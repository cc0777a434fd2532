//! Integral-image kernel used by the matcher.
//!
//! Window sums and sums of squares come from summed-area tables in O(1) per
//! window. Since the template plan is zero-mean, the cross term reduces to
//! `sum s * (t - mean_t)`, which needs no source mean at all. The source
//! variance is formed in integer arithmetic as `(n * S2 - S^2) / n`.

use crate::image::integral::IntegralImage;
use crate::image::{CanonicalView, CANONICAL_CHANNELS};
use crate::kernel::{aggregate, channel_correlation, Kernel};
use crate::template::TemplatePlan;

/// NCC kernel with precomputed source integral images.
pub struct NccIntegral<'a> {
    image: CanonicalView<'a>,
    plan: &'a TemplatePlan,
    integral: IntegralImage,
}

impl<'a> NccIntegral<'a> {
    /// Builds the integral tables for `image` once; scoring is then read-only.
    pub fn new(image: CanonicalView<'a>, plan: &'a TemplatePlan) -> Self {
        let integral = IntegralImage::build(image);
        Self {
            image,
            plan,
            integral,
        }
    }
}

impl Kernel for NccIntegral<'_> {
    fn image_size(&self) -> (usize, usize) {
        (self.integral.width(), self.integral.height())
    }

    fn template_size(&self) -> (usize, usize) {
        (self.plan.width(), self.plan.height())
    }

    fn score_at(&self, x: usize, y: usize) -> f64 {
        let tpl_w = self.plan.width();
        let tpl_h = self.plan.height();
        let start = x * CANONICAL_CHANNELS;
        let len = tpl_w * CANONICAL_CHANNELS;

        let mut num = [0.0f64; CANONICAL_CHANNELS];
        for ty in 0..tpl_h {
            let Some(src) = self.image.row(y + ty).and_then(|r| r.get(start..start + len)) else {
                return 0.0;
            };
            let tpl = self.plan.zero_mean_row(ty);
            for (s_px, t_px) in src
                .chunks_exact(CANONICAL_CHANNELS)
                .zip(tpl.chunks_exact(CANONICAL_CHANNELS))
            {
                for c in 0..CANONICAL_CHANNELS {
                    num[c] += f64::from(s_px[c]) * t_px[c];
                }
            }
        }

        let n = self.plan.pixel_count() as u128;
        let (sum, sum_sq) = self.integral.window(x, y, tpl_w, tpl_h);
        let denom_t = self.plan.sum_sq_dev();
        let mut corr = [0.0f64; CANONICAL_CHANNELS];
        for c in 0..CANONICAL_CHANNELS {
            let s = u128::from(sum[c]);
            let scaled = n * u128::from(sum_sq[c]) - s * s;
            let denom_s = scaled as f64 / n as f64;
            corr[c] = channel_correlation(num[c], denom_s, denom_t[c]);
        }
        aggregate(corr)
    }
}
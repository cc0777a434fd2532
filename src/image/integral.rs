//! Per-channel integral images for canonical buffers.
//!
//! Both tables are `(width + 1) x (height + 1)` with a zero first row and
//! column, so the sum over any rectangle is four lookups. Values are `u64`,
//! which keeps window sums exact for any image that fits in memory.

use crate::image::{CanonicalView, CANONICAL_CHANNELS};

/// Summed-area tables of values and squared values, per channel.
pub struct IntegralImage {
    width: usize,
    height: usize,
    sum: Vec<[u64; CANONICAL_CHANNELS]>,
    sum_sq: Vec<[u64; CANONICAL_CHANNELS]>,
}

impl IntegralImage {
    /// Builds both tables in a single pass over the image.
    pub fn build(image: CanonicalView<'_>) -> Self {
        let width = image.width();
        let height = image.height();
        let cols = width + 1;
        let mut sum = vec![[0u64; CANONICAL_CHANNELS]; cols * (height + 1)];
        let mut sum_sq = vec![[0u64; CANONICAL_CHANNELS]; cols * (height + 1)];

        for y in 0..height {
            let Some(row) = image.row(y) else {
                break;
            };
            let mut run = [0u64; CANONICAL_CHANNELS];
            let mut run_sq = [0u64; CANONICAL_CHANNELS];
            for (x, px) in row.chunks_exact(CANONICAL_CHANNELS).enumerate() {
                let above = (y * cols) + x + 1;
                let here = above + cols;
                for c in 0..CANONICAL_CHANNELS {
                    let v = u64::from(px[c]);
                    run[c] += v;
                    run_sq[c] += v * v;
                    sum[here][c] = sum[above][c] + run[c];
                    sum_sq[here][c] = sum_sq[above][c] + run_sq[c];
                }
            }
        }

        Self {
            width,
            height,
            sum,
            sum_sq,
        }
    }

    pub fn width(&self) -> usize {
        self.width
    }

    pub fn height(&self) -> usize {
        self.height
    }

    /// Returns per-channel `(sum, sum of squares)` over the window at `(x, y)`.
    ///
    /// The caller guarantees `x + w <= width` and `y + h <= height`.
    pub fn window(
        &self,
        x: usize,
        y: usize,
        w: usize,
        h: usize,
    ) -> ([u64; CANONICAL_CHANNELS], [u64; CANONICAL_CHANNELS]) {
        let cols = self.width + 1;
        let tl = y * cols + x;
        let tr = tl + w;
        let bl = tl + h * cols;
        let br = bl + w;
        let mut s = [0u64; CANONICAL_CHANNELS];
        let mut s2 = [0u64; CANONICAL_CHANNELS];
        for c in 0..CANONICAL_CHANNELS {
            s[c] = self.sum[br][c] + self.sum[tl][c] - self.sum[tr][c] - self.sum[bl][c];
            s2[c] =
                self.sum_sq[br][c] + self.sum_sq[tl][c] - self.sum_sq[tr][c] - self.sum_sq[bl][c];
        }
        (s, s2)
    }
}
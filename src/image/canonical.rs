//! Canonical 3-channel images.
//!
//! Every buffer that reaches the correlation kernels is canonical: three
//! interleaved channels in RGB order. The type split mirrors ownership:
//! `CanonicalView` borrows, `CanonicalImage` either borrows a capture that was
//! already canonical or owns a converted copy.

use std::borrow::Cow;

use crate::image::{required_len, PixelView};
use crate::util::{TraceMatchError, TraceMatchResult};

/// Channel count of canonical buffers.
pub const CANONICAL_CHANNELS: usize = 3;

/// Borrowed canonical (3-channel) view.
#[derive(Copy, Clone, Debug)]
pub struct CanonicalView<'a> {
    pixels: PixelView<'a>,
}

impl<'a> CanonicalView<'a> {
    /// Creates a view with an explicit stride in bytes.
    pub fn new(
        data: &'a [u8],
        width: usize,
        height: usize,
        stride: usize,
    ) -> TraceMatchResult<Self> {
        let pixels = PixelView::new(data, width, height, CANONICAL_CHANNELS, stride)?;
        Ok(Self { pixels })
    }

    /// Creates a tightly packed view.
    pub fn from_slice(data: &'a [u8], width: usize, height: usize) -> TraceMatchResult<Self> {
        let pixels = PixelView::from_slice(data, width, height, CANONICAL_CHANNELS)?;
        Ok(Self { pixels })
    }

    /// Reinterprets a generic view, failing unless it has exactly 3 channels.
    pub fn try_from_pixels(pixels: PixelView<'a>) -> TraceMatchResult<Self> {
        if pixels.channels() != CANONICAL_CHANNELS {
            return Err(TraceMatchError::UnsupportedFormat {
                channels: pixels.channels(),
            });
        }
        Ok(Self { pixels })
    }

    /// Returns the underlying generic view.
    pub fn as_pixels(&self) -> PixelView<'a> {
        self.pixels
    }

    pub fn width(&self) -> usize {
        self.pixels.width()
    }

    pub fn height(&self) -> usize {
        self.pixels.height()
    }

    pub fn stride(&self) -> usize {
        self.pixels.stride()
    }

    /// Returns channel `c` of the pixel at `(x, y)` if it is within bounds.
    pub fn pixel(&self, x: usize, y: usize, c: usize) -> Option<u8> {
        self.pixels.pixel(x, y, c)
    }

    /// Returns the interleaved bytes of row `y` (length `3 * width`).
    pub fn row(&self, y: usize) -> Option<&'a [u8]> {
        self.pixels.row(y)
    }

    /// Returns a zero-copy ROI view.
    pub fn roi(
        &self,
        x: usize,
        y: usize,
        width: usize,
        height: usize,
    ) -> TraceMatchResult<CanonicalView<'a>> {
        let pixels = self.pixels.roi(x, y, width, height)?;
        Ok(Self { pixels })
    }

    /// Copies the view into a tightly packed owned buffer.
    pub fn to_owned_buffer(&self) -> CanonicalBuffer {
        let row_bytes = self.width() * CANONICAL_CHANNELS;
        let mut data = Vec::with_capacity(row_bytes * self.height());
        for y in 0..self.height() {
            if let Some(row) = self.row(y) {
                data.extend_from_slice(row);
            }
        }
        CanonicalImage {
            data: Cow::Owned(data),
            width: self.width(),
            height: self.height(),
            stride: row_bytes,
        }
    }
}

/// Canonical image that either borrows its pixels or owns them.
#[derive(Clone, Debug)]
pub struct CanonicalImage<'a> {
    data: Cow<'a, [u8]>,
    width: usize,
    height: usize,
    stride: usize,
}

/// Canonical image that owns its pixels.
pub type CanonicalBuffer = CanonicalImage<'static>;

impl CanonicalImage<'static> {
    /// Wraps a contiguous RGB buffer of exactly `width * height * 3` bytes.
    pub fn from_vec(data: Vec<u8>, width: usize, height: usize) -> TraceMatchResult<Self> {
        let stride = width
            .checked_mul(CANONICAL_CHANNELS)
            .ok_or(TraceMatchError::InvalidDimensions { width, height })?;
        let needed = required_len(width, height, CANONICAL_CHANNELS, stride)?;
        if data.len() < needed {
            return Err(TraceMatchError::BufferTooSmall {
                needed,
                got: data.len(),
            });
        }
        if data.len() > needed {
            return Err(TraceMatchError::InvalidDimensions { width, height });
        }
        Ok(Self {
            data: Cow::Owned(data),
            width,
            height,
            stride,
        })
    }
}

impl<'a> CanonicalImage<'a> {
    /// Borrows an existing canonical view without copying.
    pub fn borrowed(view: CanonicalView<'a>) -> Self {
        let pixels = view.as_pixels();
        Self {
            data: Cow::Borrowed(pixels.as_slice()),
            width: pixels.width(),
            height: pixels.height(),
            stride: pixels.stride(),
        }
    }

    /// Returns true when the pixels are borrowed from the caller's buffer.
    pub fn is_borrowed(&self) -> bool {
        matches!(self.data, Cow::Borrowed(_))
    }

    pub fn width(&self) -> usize {
        self.width
    }

    pub fn height(&self) -> usize {
        self.height
    }

    /// Returns a borrowed view of the image.
    pub fn view(&self) -> CanonicalView<'_> {
        CanonicalView {
            pixels: PixelView {
                data: &self.data,
                width: self.width,
                height: self.height,
                channels: CANONICAL_CHANNELS,
                stride: self.stride,
            },
        }
    }

    /// Detaches the image from any borrowed buffer.
    pub fn into_owned(self) -> CanonicalBuffer {
        if self.is_borrowed() {
            return self.view().to_owned_buffer();
        }
        CanonicalImage {
            data: Cow::Owned(self.data.into_owned()),
            width: self.width,
            height: self.height,
            stride: self.stride,
        }
    }
}

#[cfg(test)]
mod tests {
    use super::{CanonicalBuffer, CanonicalImage, CanonicalView};
    use crate::image::PixelView;
    use crate::util::TraceMatchError;

    #[test]
    fn rejects_non_canonical_views() {
        let data = [0u8; 16];
        let rgba = PixelView::from_slice(&data, 2, 2, 4).unwrap();
        let err = CanonicalView::try_from_pixels(rgba).unwrap_err();
        assert_eq!(err, TraceMatchError::UnsupportedFormat { channels: 4 });
    }

    #[test]
    fn into_owned_compacts_padded_borrow() {
        let data = [1u8, 2, 3, 9, 4, 5, 6, 9];
        let view = CanonicalView::new(&data, 1, 2, 4).unwrap();
        let image = CanonicalImage::borrowed(view);
        assert!(image.is_borrowed());

        let owned: CanonicalBuffer = image.into_owned();
        assert!(!owned.is_borrowed());
        assert_eq!(owned.view().stride(), 3);
        assert_eq!(owned.view().row(1).unwrap(), &[4u8, 5, 6]);
    }
}
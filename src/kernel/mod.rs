//! Correlation kernel implementations.
//!
//! A kernel scores one template-sized window of a canonical source. Every
//! kernel computes the same quantity: per channel
//!
//! ```text
//! num     = sum (s - mean_s) * (t - mean_t)
//! denom_s = sum (s - mean_s)^2
//! denom_t = sum (t - mean_t)^2
//! corr    = num / sqrt(denom_s * denom_t)    (0 when the root is <= 1e-5)
//! ```
//!
//! averaged over the three channels and clamped to `[0, 1]`. Kernels differ
//! only in how they obtain the window statistics.

use crate::candidate::{BestPeak, Peak};
use crate::image::CANONICAL_CHANNELS;

pub mod integral;
pub mod scalar;

#[cfg(feature = "rayon")]
pub mod rayon;

/// Below this value of `sqrt(denom_s * denom_t)` a channel is treated as flat.
pub const FLAT_EPSILON: f64 = 1e-5;

/// Window scorer over one source image and one template plan.
pub trait Kernel {
    /// Source width and height in pixels.
    fn image_size(&self) -> (usize, usize);

    /// Template width and height in pixels.
    fn template_size(&self) -> (usize, usize);

    /// Computes the aggregated score of the window whose top-left is `(x, y)`.
    ///
    /// The caller guarantees the window lies inside the source.
    fn score_at(&self, x: usize, y: usize) -> f64;

    /// Returns the inclusive maximum top-left offsets, or `None` if the
    /// template does not fit.
    fn max_offset(&self) -> Option<(usize, usize)> {
        let (img_w, img_h) = self.image_size();
        let (tpl_w, tpl_h) = self.template_size();
        if tpl_w > img_w || tpl_h > img_h {
            return None;
        }
        Some((img_w - tpl_w, img_h - tpl_h))
    }
}

/// Normalized correlation of one channel with the flat-region guard.
#[inline]
pub(crate) fn channel_correlation(num: f64, denom_s: f64, denom_t: f64) -> f64 {
    let denom = (denom_s * denom_t).sqrt();
    if denom > FLAT_EPSILON {
        num / denom
    } else {
        0.0
    }
}

/// Scores this close to 1 are reported as exactly 1.
pub const PERFECT_EPSILON: f64 = 1e-10;

/// Mean of the channel correlations, clamped to `[0, 1]`.
///
/// Rounding leaves an exact match a few ulps below 1; such scores snap to 1
/// so a threshold of 1.0 accepts a pixel-identical window.
#[inline]
pub(crate) fn aggregate(corr: [f64; CANONICAL_CHANNELS]) -> f64 {
    let mean = corr.iter().sum::<f64>() / CANONICAL_CHANNELS as f64;
    if mean >= 1.0 - PERFECT_EPSILON {
        return 1.0;
    }
    mean.clamp(0.0, 1.0)
}

/// Scans all `x` for rows `y0..=y1` in row-major order.
pub fn scan_rows<K: Kernel + ?Sized>(kernel: &K, max_x: usize, y0: usize, y1: usize) -> BestPeak {
    let mut best = BestPeak::new();
    for y in y0..=y1 {
        for x in 0..=max_x {
            best.push(Peak {
                x,
                y,
                score: kernel.score_at(x, y),
            });
        }
    }
    best
}

/// Scans every valid offset and returns the first best window.
///
/// Returns `None` when the template does not fit in the source.
pub fn scan_full<K: Kernel + ?Sized>(kernel: &K) -> Option<Peak> {
    let (max_x, max_y) = kernel.max_offset()?;
    scan_rows(kernel, max_x, 0, max_y).get()
}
+++
• [What you should do] Beginning at the first line above, repeat exactly until the line containing "use crate::template::TemplatePlan;", which is included.

• [Answer to this exercise]
repository cc0777a434fd2532
//! Integral-image kernel used by the matcher.
//!
//! Window sums and sums of squares come from summed-area tables in O(1) per
//! window. Since the template plan is zero-mean, the cross term reduces to
//! `sum s * (t - mean_t)`, which needs no source mean at all. The source
//! variance is formed in integer arithmetic as `(n * S2 - S^2) / n`.

use crate::image::integral::IntegralImage;
use crate::image::{CanonicalView, CANONICAL_CHANNELS};
use crate::kernel::{aggregate, channel_correlation, Kernel};
use crate::template::TemplatePlan;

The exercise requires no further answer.